Thats a provocative statement I've just made. Some folks have in their minds
that most (many?) XRIs will be presented to humans. Some folks (me included)
believe most won't.
What I truly believe is that for some applications of XRIs, a large proportion
will be presented to humans, and for other applications, they won't be
presented to humans. Of course, we see this sort of flexibility as a strength.
But this sort of flexibility is also the source of tension when deciding when
to include or exclude features.
I sound like a broken record, but I want to make sure that we are addressing a
*real* need and that the solution doesn't create more complexity than it tries
to eliminate.
For example,
the $f/(+Arial) proposal looks good on the surface but there are several complicating
factors:
1) You
probably don't want a top-level +<font-name> entry because I could easily
see a font name conflicting with another use of the term which is the font
name. There are a ton of fanciful font names and I could easily see +Modern
being ambiguous as a font name or something else. So we'd end up with
+font/Modern, which would appear as $f/(+font/Modern).
2) Look how
complicated the XRIs get... Even if you assume the font information is inserted
by the UIs (and not presented to the user), this seems to complicate
equivalence rules...
3) It seems
that no matter what the structure is for font names, someone is going to
have to manage a list of font names. Fonts are subject to intellectual property
rights (at least in some places) and this tends to mean that there is no
central registry of font names that everyone agrees on and is managed.
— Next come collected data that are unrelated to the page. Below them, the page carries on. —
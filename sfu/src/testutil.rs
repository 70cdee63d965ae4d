//! Scripted doubles for the transport and signalling seams, shared by the
//! actor tests.

use std::any::Any;
use std::sync::atomic::{AtomicBool, AtomicUsize, Ordering};
use std::sync::{Arc, Mutex};

use async_trait::async_trait;
use bytes::Bytes;
use tokio::sync::mpsc;
use url::Url;
use webrtc::rtcp;
use webrtc::rtp_transceiver::rtp_codec::RTCRtpCodecCapability;
use webrtc::track::track_local::TrackLocal;

use crate::{
	Error, IncomingTrack, MediaSender, MediaSession, ParticipantId, RelaySink, RemoteMedia, Result, SessionEventSink,
	SessionFactory, SessionStatus, Signal, SignalConnection, SignalDialer, SignalSink, SignalStream, TrackKind,
	TransceiverDirection,
};

#[derive(Default)]
pub(crate) struct MockSessionState {
	pub unstable: bool,
	pub terminated: bool,
	pub closed: bool,
	pub fail_add_sender: bool,

	pub local_descriptions: Vec<String>,
	pub remote_descriptions: Vec<String>,
	pub candidates: Vec<String>,
	pub transceivers: Vec<(TrackKind, TransceiverDirection)>,
	pub data_channels: Vec<String>,
	pub senders: Vec<Arc<MockSender>>,
	pub keyframe_requests: usize,
	pub rtcp_batches: usize,

	offers: usize,
	answers: usize,
}

pub(crate) struct MockSession {
	pub label: String,
	pub state: Mutex<MockSessionState>,
}

impl MockSession {
	fn new(label: &str) -> Arc<Self> {
		Arc::new(Self {
			label: label.to_string(),
			state: Mutex::new(MockSessionState::default()),
		})
	}

	pub fn lock(&self) -> std::sync::MutexGuard<'_, MockSessionState> {
		self.state.lock().unwrap()
	}
}

pub(crate) struct MockSender {
	pub id: String,
	pub live: AtomicBool,
}

#[async_trait]
impl MediaSender for MockSender {
	async fn has_track(&self) -> bool {
		self.live.load(Ordering::SeqCst)
	}

	async fn track_id(&self) -> Option<String> {
		self.live.load(Ordering::SeqCst).then(|| self.id.clone())
	}

	fn as_any(&self) -> &(dyn Any + Send + Sync) {
		self
	}
}

#[async_trait]
impl MediaSession for MockSession {
	async fn create_offer(&self) -> Result<String> {
		let mut state = self.lock();
		state.offers += 1;
		Ok(format!("offer-{}", state.offers))
	}

	async fn create_answer(&self) -> Result<String> {
		let mut state = self.lock();
		state.answers += 1;
		Ok(format!("answer-{}", state.answers))
	}

	async fn set_local_description(&self, sdp: &str) -> Result<()> {
		self.lock().local_descriptions.push(sdp.to_string());
		Ok(())
	}

	async fn set_remote_description(&self, sdp: &str) -> Result<()> {
		self.lock().remote_descriptions.push(sdp.to_string());
		Ok(())
	}

	async fn add_ice_candidate(&self, candidate: &str) -> Result<()> {
		self.lock().candidates.push(candidate.to_string());
		Ok(())
	}

	async fn create_data_channel(&self, label: &str) -> Result<()> {
		self.lock().data_channels.push(label.to_string());
		Ok(())
	}

	async fn add_transceiver(&self, kind: TrackKind, direction: TransceiverDirection) -> Result<()> {
		self.lock().transceivers.push((kind, direction));
		Ok(())
	}

	async fn add_sender(&self, relay: &RelaySink) -> Result<Arc<dyn MediaSender>> {
		let mut state = self.lock();
		if state.fail_add_sender {
			return Err(Error::ForeignSender);
		}

		let sender = Arc::new(MockSender {
			id: relay.local().id().to_string(),
			live: AtomicBool::new(true),
		});
		state.senders.push(sender.clone());
		Ok(sender)
	}

	async fn remove_sender(&self, sender: &Arc<dyn MediaSender>) -> Result<()> {
		let sender = sender.as_any().downcast_ref::<MockSender>().ok_or(Error::ForeignSender)?;
		sender.live.store(false, Ordering::SeqCst);

		let mut state = self.lock();
		state.senders.retain(|s| s.id != sender.id);
		Ok(())
	}

	async fn sender_mid(&self, sender: &Arc<dyn MediaSender>) -> Option<String> {
		let sender = sender.as_any().downcast_ref::<MockSender>()?;
		let state = self.lock();
		state
			.senders
			.iter()
			.position(|s| s.id == sender.id)
			.map(|index| index.to_string())
	}

	fn signaling_stable(&self) -> bool {
		!self.lock().unstable
	}

	fn is_terminated(&self) -> bool {
		self.lock().terminated
	}

	async fn request_keyframes(&self) {
		self.lock().keyframe_requests += 1;
	}

	async fn write_rtcp(&self, _packets: &[Box<dyn rtcp::packet::Packet + Send + Sync>]) -> Result<()> {
		self.lock().rtcp_batches += 1;
		Ok(())
	}

	async fn status(&self) -> SessionStatus {
		SessionStatus {
			connection_state: "mock".to_string(),
			..Default::default()
		}
	}

	async fn close(&self) -> Result<()> {
		self.lock().closed = true;
		Ok(())
	}
}

/// Records every created session together with its event sink, so tests can
/// fire transport events at the participant.
#[derive(Default)]
pub(crate) struct MockFactory {
	pub created: Mutex<Vec<(Arc<MockSession>, SessionEventSink)>>,
}

impl MockFactory {
	/// Sessions are created inbound first, outbound second.
	pub fn session(&self, index: usize) -> (Arc<MockSession>, SessionEventSink) {
		let created = self.created.lock().unwrap();
		let (session, sink) = &created[index];
		(session.clone(), sink.clone())
	}
}

#[async_trait]
impl SessionFactory for MockFactory {
	async fn create(&self, label: &str, events: SessionEventSink) -> Result<Arc<dyn MediaSession>> {
		let session = MockSession::new(label);
		self.created.lock().unwrap().push((session.clone(), events));
		Ok(session)
	}
}

/// A remote media stream whose mid can be bound later. Reads block forever.
pub(crate) struct MockRemote {
	pub id: String,
	pub stream_id: String,
	pub kind: TrackKind,
	pub ssrc: u32,
	pub mid: Mutex<Option<String>>,
}

impl MockRemote {
	pub fn video(id: &str, mid: Option<&str>) -> Arc<Self> {
		Arc::new(Self {
			id: id.to_string(),
			stream_id: format!("{id}-stream"),
			kind: TrackKind::Video,
			ssrc: 0x1234,
			mid: Mutex::new(mid.map(|mid| mid.to_string())),
		})
	}
}

#[async_trait]
impl RemoteMedia for MockRemote {
	fn id(&self) -> String {
		self.id.clone()
	}

	fn stream_id(&self) -> String {
		self.stream_id.clone()
	}

	fn kind(&self) -> TrackKind {
		self.kind
	}

	fn ssrc(&self) -> u32 {
		self.ssrc
	}

	fn rtx_ssrc(&self) -> Option<u32> {
		None
	}

	fn mid(&self) -> Option<String> {
		self.mid.lock().unwrap().clone()
	}

	fn codec(&self) -> RTCRtpCodecCapability {
		RTCRtpCodecCapability {
			mime_type: "video/H264".to_string(),
			clock_rate: 90000,
			..Default::default()
		}
	}

	async fn read(&self, _buf: &mut [u8]) -> Result<usize> {
		futures::future::pending().await
	}

	async fn read_rtcp(&self) -> Result<Vec<Box<dyn rtcp::packet::Packet + Send + Sync>>> {
		futures::future::pending().await
	}
}

struct PipeSink {
	tx: mpsc::UnboundedSender<Bytes>,
}

#[async_trait]
impl SignalSink for PipeSink {
	async fn send(&mut self, frame: Bytes) -> Result<()> {
		self.tx.send(frame).map_err(|_| Error::SignalClosed)
	}

	async fn close(&mut self) {}
}

struct PipeStream {
	rx: mpsc::UnboundedReceiver<Bytes>,
}

#[async_trait]
impl SignalStream for PipeStream {
	async fn recv(&mut self) -> Result<Option<Bytes>> {
		Ok(self.rx.recv().await)
	}
}

/// The far end of an in-memory signalling channel.
pub(crate) struct RemotePeer {
	tx: mpsc::UnboundedSender<Bytes>,
	rx: mpsc::UnboundedReceiver<Bytes>,
}

impl RemotePeer {
	pub fn send(&self, signal: &Signal) {
		self.tx.send(signal.to_frame()).expect("participant gone");
	}

	pub fn send_raw(&self, frame: Bytes) {
		self.tx.send(frame).expect("participant gone");
	}

	pub async fn recv(&mut self) -> Signal {
		let frame = self.rx.recv().await.expect("channel closed");
		Signal::from_frame(&frame).expect("bad frame")
	}

	pub fn try_recv(&mut self) -> Option<Signal> {
		self.rx
			.try_recv()
			.ok()
			.map(|frame| Signal::from_frame(&frame).expect("bad frame"))
	}

	pub fn hang_up(&mut self) {
		// Replacing (and thereby dropping) both channel halves closes the
		// connection from the remote end, same as dropping `self` used to.
		let (tx, rx) = mpsc::unbounded_channel();
		self.tx = tx;
		self.rx = rx;
	}
}

/// An in-memory signalling channel: the connection for the participant and
/// the remote end for the test.
pub(crate) fn signal_pipe() -> (SignalConnection, RemotePeer) {
	let (to_participant_tx, to_participant_rx) = mpsc::unbounded_channel();
	let (from_participant_tx, from_participant_rx) = mpsc::unbounded_channel();

	let connection = SignalConnection {
		sink: Box::new(PipeSink { tx: from_participant_tx }),
		stream: Box::new(PipeStream { rx: to_participant_rx }),
	};

	let remote = RemotePeer {
		tx: to_participant_tx,
		rx: from_participant_rx,
	};

	(connection, remote)
}

#[derive(Debug, PartialEq, Eq)]
pub(crate) enum ScriptedCall {
	AddOutgoing(String),
	RemoveOutgoing(String),
	RequestEval,
	Stop,
}

/// A controller-side member that records every capability call.
pub(crate) struct ScriptedMember {
	id: ParticipantId,
	label: String,
	calls: mpsc::UnboundedSender<ScriptedCall>,
}

impl ScriptedMember {
	pub fn new(label: &str) -> (Self, mpsc::UnboundedReceiver<ScriptedCall>) {
		let (tx, rx) = mpsc::unbounded_channel();
		(
			Self {
				id: ParticipantId::next(),
				label: label.to_string(),
				calls: tx,
			},
			rx,
		)
	}

	pub fn id(&self) -> ParticipantId {
		self.id
	}

	pub fn label(&self) -> &str {
		&self.label
	}

	pub fn stop(&self) {
		self.calls.send(ScriptedCall::Stop).ok();
	}

	pub fn add_outgoing(&self, track: &IncomingTrack) {
		self.calls
			.send(ScriptedCall::AddOutgoing(track.umbrella_id().to_string()))
			.ok();
	}

	pub fn remove_outgoing(&self, umbrella_id: &str) {
		self.calls
			.send(ScriptedCall::RemoveOutgoing(umbrella_id.to_string()))
			.ok();
	}

	pub fn request_eval(&self) {
		self.calls.send(ScriptedCall::RequestEval).ok();
	}
}

/// A dialer that always fails, counting the attempts.
#[derive(Default)]
pub(crate) struct CountingDialer {
	dials: AtomicUsize,
}

impl CountingDialer {
	pub fn count(&self) -> usize {
		self.dials.load(Ordering::SeqCst)
	}
}

#[async_trait]
impl SignalDialer for CountingDialer {
	async fn dial(&self, url: &Url) -> Result<SignalConnection> {
		self.dials.fetch_add(1, Ordering::SeqCst);
		Err(Error::Dial(format!("refusing {url}")))
	}
}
Fonts
are considered "property" which is licensed (though there are
"public domain" ones). This is not a problem directly, but leads (I
believe) to a situation where the universe of fonts is rather scattered and
hard to survey properly. Certainly not something we want to do anyway. Use of
the +font namespace seems appropriate.
So, we need to
be very clear about the problems we are solving using this $f mechanism,
because if they don't outweight the complexity, we shouldn't do them.
Whats
the use case? How is this driven by internationalization concerns?
If so, can we be more specific about the disambiguation we are trying to
address? Without having the background of i18n, it strikes me as *really* odd
to specify presentation information in the identifier -- I know
others will have the same response.
Outside of $f
(to which i am specifically pushing back), I agree with Geoffrey that
using + cross references under other $ names (language, version syntax,
etc) is a Good Thing. They allow a great deal of flexibility at the cost
of human readability/usability (which is a fine compromise for me, in the use
cases I am biased towards).
>
-----Original Message-----
> From: geoffrey.strongin@amd.com [mailto:geoffrey.strongin@amd.com]
> Sent: Monday, July 14, 2003 8:42
AM
> To: xri@lists.oasis-open.org
> Subject: RE: [xri] I18n and $ tags
>
>
> I like this. It really leverages the power of the + namespace.
>
> Geoffrey
>
> > -----Original Message-----
> > From: Drummond Reed [mailto:drummond.reed@onename.com]
> > Sent: Friday, July 11, 2003 11:58
PM
> > To: Dave McAlpin; xri@lists.oasis-open.org
> > Subject: RE: [xri] I18n and $ tags
> >
> >
> > -----Original Message-----
> > From: Dave McAlpin [mailto:dave.mcalpin@epokinc.com]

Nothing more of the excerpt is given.